# WHAT IS EXPECTED
All that is wanted is a word-for-word copy of the data from its first line to the line containing "pub const HEADROOM: u16 = 96;", both included.

=== Begin Enclosure ===

//! Pool-backed packet buffer with a movable data cursor.
//!
//! `PacketBuf` is the single currency exchanged between the driver and every
//! protocol layer.  Each layer moves the cursor instead of copying: the input
//! path consumes headers by advancing `head`, the output path prepends
//! headers by moving `head` back into the headroom.
//!
//! # Ownership
//!
//! `PacketBuf` is **move-only**.  Handing a packet to a layer hands over the
//! only handle to its slot, and dropping it returns the slot to its
//! [`PacketPool`].  Every terminal path (sent, queued then dropped, rejected)
//! therefore frees the slot exactly once.
//!
//! # Layout
//!
//! ```text
//! |<-- headroom -->|<-- data (head..tail) -->|<-- tailroom -->|
//! 0              head                       tail          BUF_SIZE
//! ```

use core::fmt;

use super::pool::{BUF_SIZE, PacketPool, PoolKind};
use super::types::{IpProtocol, Ipv4Addr, NetError};
use super::{fold_checksum, ones_complement_sum, pseudo_header_sum};

/// Headroom reserved by the TX constructors.
///
/// Ethernet (14) + IPv4 (20) + TCP with options (60), rounded up.  See
/// [`PacketBuf::reserve`] for senders with a fixed, smaller header stack.
pub const HEADROOM: u16 = 96;

/// Headroom for an Ethernet/IPv4 frame whose transport header is
/// `l4_header_len` bytes.
#[inline]
pub const fn tx_headroom(l4_header_len: usize) -> usize {
    super::ETH_HEADER_LEN + super::IPV4_HEADER_LEN + l4_header_len
}

/// A network packet.  See the [module documentation](self).
pub struct PacketBuf<'p> {
    pool: &'p PacketPool,
    slot: u8,
    head: u16,
    tail: u16,
    /// Offset of the IPv4 header within the slot.
    l3_offset: u16,
    /// Offset of the transport header within the slot.
    l4_offset: u16,
}

impl Drop for PacketBuf<'_> {
    fn drop(&mut self) {
        self.pool.release(self.slot);
    }
}

// Metadata only; never dump buffer contents.
impl fmt::Debug for PacketBuf<'_> {
    fn fmt(&self, f: &mut fmt::Formatter<'_>) -> fmt::Result {
        write!(
            f,
            "PacketBuf(slot={}, {:?}) {{ head={}, tail={}, len={}, l3={}, l4={} }}",
            self.slot,
            self.origin(),
            self.head,
            self.tail,
            self.len(),
            self.l3_offset,
            self.l4_offset
        )
    }
}

// =============================================================================
// Constructors
// =============================================================================

impl<'p> PacketBuf<'p> {
    fn from_slot(pool: &'p PacketPool, slot: u8, head: u16, tail: u16) -> Self {
        Self {
            pool,
            slot,
            head,
            tail,
            l3_offset: head,
            l4_offset: head,
        }
    }

    /// Allocate an empty TX buffer from the main pool with [`HEADROOM`] reserved.
    pub fn alloc(pool: &'p PacketPool) -> Result<Self, NetError> {
        let slot = pool
            .alloc_slot(PoolKind::Main)
            .ok_or(NetError::OutOfPackets)?;
        Ok(Self::from_slot(pool, slot, HEADROOM, HEADROOM))
    }

    /// Allocate an empty TX buffer from the emergency reserve.
    pub fn alloc_emergency(pool: &'p PacketPool) -> Result<Self, NetError> {
        let slot = pool
            .alloc_slot(PoolKind::Emergency)
            .ok_or(NetError::OutOfPackets)?;
        Ok(Self::from_slot(pool, slot, HEADROOM, HEADROOM))
    }

    /// Main pool first, reserve second.  For control traffic only.
    pub fn alloc_any(pool: &'p PacketPool) -> Result<Self, NetError> {
        Self::alloc(pool).or_else(|_| Self::alloc_emergency(pool))
    }

    /// Copy a received frame into a fresh main-pool buffer.
    ///
    /// The data starts at offset 0 so layer offsets match wire positions.
    pub fn from_raw_copy(pool: &'p PacketPool, data: &[u8]) -> Result<Self, NetError> {
        if data.len() > BUF_SIZE {
            return Err(NetError::BufferOverrun);
        }
        let mut pkt = Self::from_slot(
            pool,
            pool.alloc_slot(PoolKind::Main)
                .ok_or(NetError::OutOfPackets)?,
            0,
            0,
        );
        pkt.append(data)?;
        Ok(pkt)
    }

    /// Pool part this buffer was drawn from.
    #[inline]
    pub fn origin(&self) -> PoolKind {
        PacketPool::origin(self.slot)
    }
}

// =============================================================================
// Backing storage
// =============================================================================

impl PacketBuf<'_> {
    #[inline]
    fn data(&self) -> &[u8] {
        // SAFETY: the slot is owned by this buffer alone (move-only, no Clone)
        // until drop releases it.
        unsafe { core::slice::from_raw_parts(self.pool.slot_data(self.slot), BUF_SIZE) }
    }

    #[inline]
    fn data_mut(&mut self) -> &mut [u8] {
        // SAFETY: as in `data`, and `&mut self` rules out other borrows.
        unsafe { core::slice::from_raw_parts_mut(self.pool.slot_data(self.slot), BUF_SIZE) }
    }
}

// =============================================================================
// Cursor movement
// =============================================================================

impl PacketBuf<'_> {
    #[inline]
    pub fn len(&self) -> usize {
        (self.tail - self.head) as usize
    }

    #[inline]
    pub fn is_empty(&self) -> bool {
        self.head == self.tail
    }

    #[inline]
    pub fn head(&self) -> u16 {
        self.head
    }

    /// Bytes available in front of the cursor.
    #[inline]
    pub fn headroom(&self) -> usize {
        self.head as usize
    }

    #[inline]
    pub fn tailroom(&self) -> usize {
        BUF_SIZE - self.tail as usize
    }

    #[inline]
    pub fn payload(&self) -> &[u8] {
        &self.data()[self.head as usize..self.tail as usize]
    }

    #[inline]
    pub fn payload_mut(&mut self) -> &mut [u8] {
        let (h, t) = (self.head as usize, self.tail as usize);
        &mut self.data_mut()[h..t]
    }

    /// Move the cursor by `delta` bytes.
    ///
    /// Positive values consume bytes from the front, negative values expose
    /// headroom in front of the data.  The cursor never leaves `0..=tail`.
    pub fn adjust(&mut self, delta: isize) -> Result<(), NetError> {
        let new_head = self.head as isize + delta;
        if new_head < 0 || new_head > self.tail as isize {
            return Err(NetError::BufferOverrun);
        }
        self.head = new_head as u16;
        Ok(())
    }

    /// Expose `len` bytes of headroom and return them for the caller to fill.
    pub fn push_header(&mut self, len: usize) -> Result<&mut [u8], NetError> {
        if len > self.headroom() {
            return Err(NetError::BufferOverrun);
        }
        self.head -= len as u16;
        let h = self.head as usize;
        Ok(&mut self.data_mut()[h..h + len])
    }

    /// Consume `len` bytes from the front and return them.
    pub fn pull_header(&mut self, len: usize) -> Result<&[u8], NetError> {
        if len > self.len() {
            return Err(NetError::BufferOverrun);
        }
        let old = self.head as usize;
        self.head += len as u16;
        Ok(&self.data()[old..old + len])
    }

    /// Copy `src` behind the current data.
    pub fn append(&mut self, src: &[u8]) -> Result<(), NetError> {
        if src.len() > self.tailroom() {
            return Err(NetError::BufferOverrun);
        }
        let t = self.tail as usize;
        self.data_mut()[t..t + src.len()].copy_from_slice(src);
        self.tail += src.len() as u16;
        Ok(())
    }

    /// Place the cursor of an empty buffer `headroom` bytes into the slot.
    ///
    /// Senders that know their whole header stack reserve exactly that, which
    /// leaves the rest of the slot to payload.
    pub fn reserve(&mut self, headroom: usize) -> Result<(), NetError> {
        if !self.is_empty() || headroom > BUF_SIZE {
            return Err(NetError::BufferOverrun);
        }
        self.head = headroom as u16;
        self.tail = self.head;
        self.l3_offset = self.head;
        self.l4_offset = self.head;
        Ok(())
    }

    /// Shorten the data to `len` bytes (drops link padding).
    pub fn truncate(&mut self, len: usize) {
        if len < self.len() {
            self.tail = self.head + len as u16;
        }
    }
}

// =============================================================================
// Layer offsets
// =============================================================================

impl PacketBuf<'_> {
    /// Mark the cursor position as the start of the IPv4 header.
    #[inline]
    pub fn mark_l3(&mut self) {
        self.l3_offset = self.head;
    }

    /// Mark the cursor position as the start of the transport header.
    #[inline]
    pub fn mark_l4(&mut self) {
        self.l4_offset = self.head;
    }

    #[inline]
    pub fn set_l4(&mut self, offset: u16) {
        self.l4_offset = offset;
    }

    /// Bytes from the IPv4 header to the end of the data.
    #[inline]
    pub fn l3_header(&self) -> &[u8] {
        &self.data()[self.l3_offset as usize..self.tail as usize]
    }

    /// Bytes from the transport header to the end of the data.
    #[inline]
    pub fn l4_header(&self) -> &[u8] {
        &self.data()[self.l4_offset as usize..self.tail as usize]
    }

    #[inline]
    pub fn l4_header_mut(&mut self) -> &mut [u8] {
        let (o, t) = (self.l4_offset as usize, self.tail as usize);
        &mut self.data_mut()[o..t]
    }
}

// =============================================================================
// Transport checksums
// =============================================================================

impl PacketBuf<'_> {
    /// Pseudo-header-inclusive checksum of the L4 region.
    ///
    /// The checksum field (UDP bytes 6..8, TCP bytes 16..18) is treated as
    /// zero.  Returns `None` for protocols without a pseudo-header checksum or
    /// when the L4 region is shorter than its fixed header.
    pub fn transport_checksum(&self, proto: IpProtocol, src: Ipv4Addr, dst: Ipv4Addr) -> Option<u16> {
        let (field, min_len) = match proto {
            IpProtocol::Udp => (6, super::UDP_HEADER_LEN),
            IpProtocol::Tcp => (16, super::TCP_HEADER_LEN),
            IpProtocol::Icmp => return None,
        };
        let segment = self.l4_header();
        if segment.len() < min_len {
            return None;
        }

        let mut sum = pseudo_header_sum(src, dst, proto as u8, segment.len());
        sum = ones_complement_sum(sum, &segment[..field]);
        sum = ones_complement_sum(sum, &segment[field + 2..]);
        let csum = fold_checksum(sum);

        // RFC 768: a computed UDP checksum of zero goes on the wire as 0xFFFF.
        if proto == IpProtocol::Udp && csum == 0 {
            Some(0xffff)
        } else {
            Some(csum)
        }
    }

    /// Compute and store the transport checksum in place.
    pub fn fill_transport_checksum(
        &mut self,
        proto: IpProtocol,
        src: Ipv4Addr,
        dst: Ipv4Addr,
    ) -> Result<(), NetError> {
        let field = match proto {
            IpProtocol::Udp => 6,
            IpProtocol::Tcp => 16,
            IpProtocol::Icmp => return Ok(()),
        };
        let csum = self
            .transport_checksum(proto, src, dst)
            .ok_or(NetError::MalformedHeader)?;
        self.l4_header_mut()[field..field + 2].copy_from_slice(&csum.to_be_bytes());
        Ok(())
    }
}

=== End Enclosure ===

# ANSWER TO THIS EXERCISE
//! Pool-backed packet buffer with a movable data cursor.
//!
//! `PacketBuf` is the single currency exchanged between the driver and every
//! protocol layer.  Each layer moves the cursor instead of copying: the input
//! path consumes headers by advancing `head`, the output path prepends
//! headers by moving `head` back into the headroom.
//!
//! # Ownership
//!
//! `PacketBuf` is **move-only**.  Handing a packet to a layer hands over the
//! only handle to its slot, and dropping it returns the slot to its
//! [`PacketPool`].  Every terminal path (sent, queued then dropped, rejected)
//! therefore frees the slot exactly once.
//!
//! # Layout
//!
//! ```text
//! |<-- headroom -->|<-- data (head..tail) -->|<-- tailroom -->|
//! 0              head                       tail          BUF_SIZE
//! ```

use core::fmt;

use super::pool::{BUF_SIZE, PacketPool, PoolKind};
use super::types::{IpProtocol, Ipv4Addr, NetError};
use super::{fold_checksum, ones_complement_sum, pseudo_header_sum};

/// Headroom reserved by the TX constructors.
///
/// Ethernet (14) + IPv4 (20) + TCP with options (60), rounded up.  See
/// [`PacketBuf::reserve`] for senders with a fixed, smaller header stack.
pub const HEADROOM: u16 = 96;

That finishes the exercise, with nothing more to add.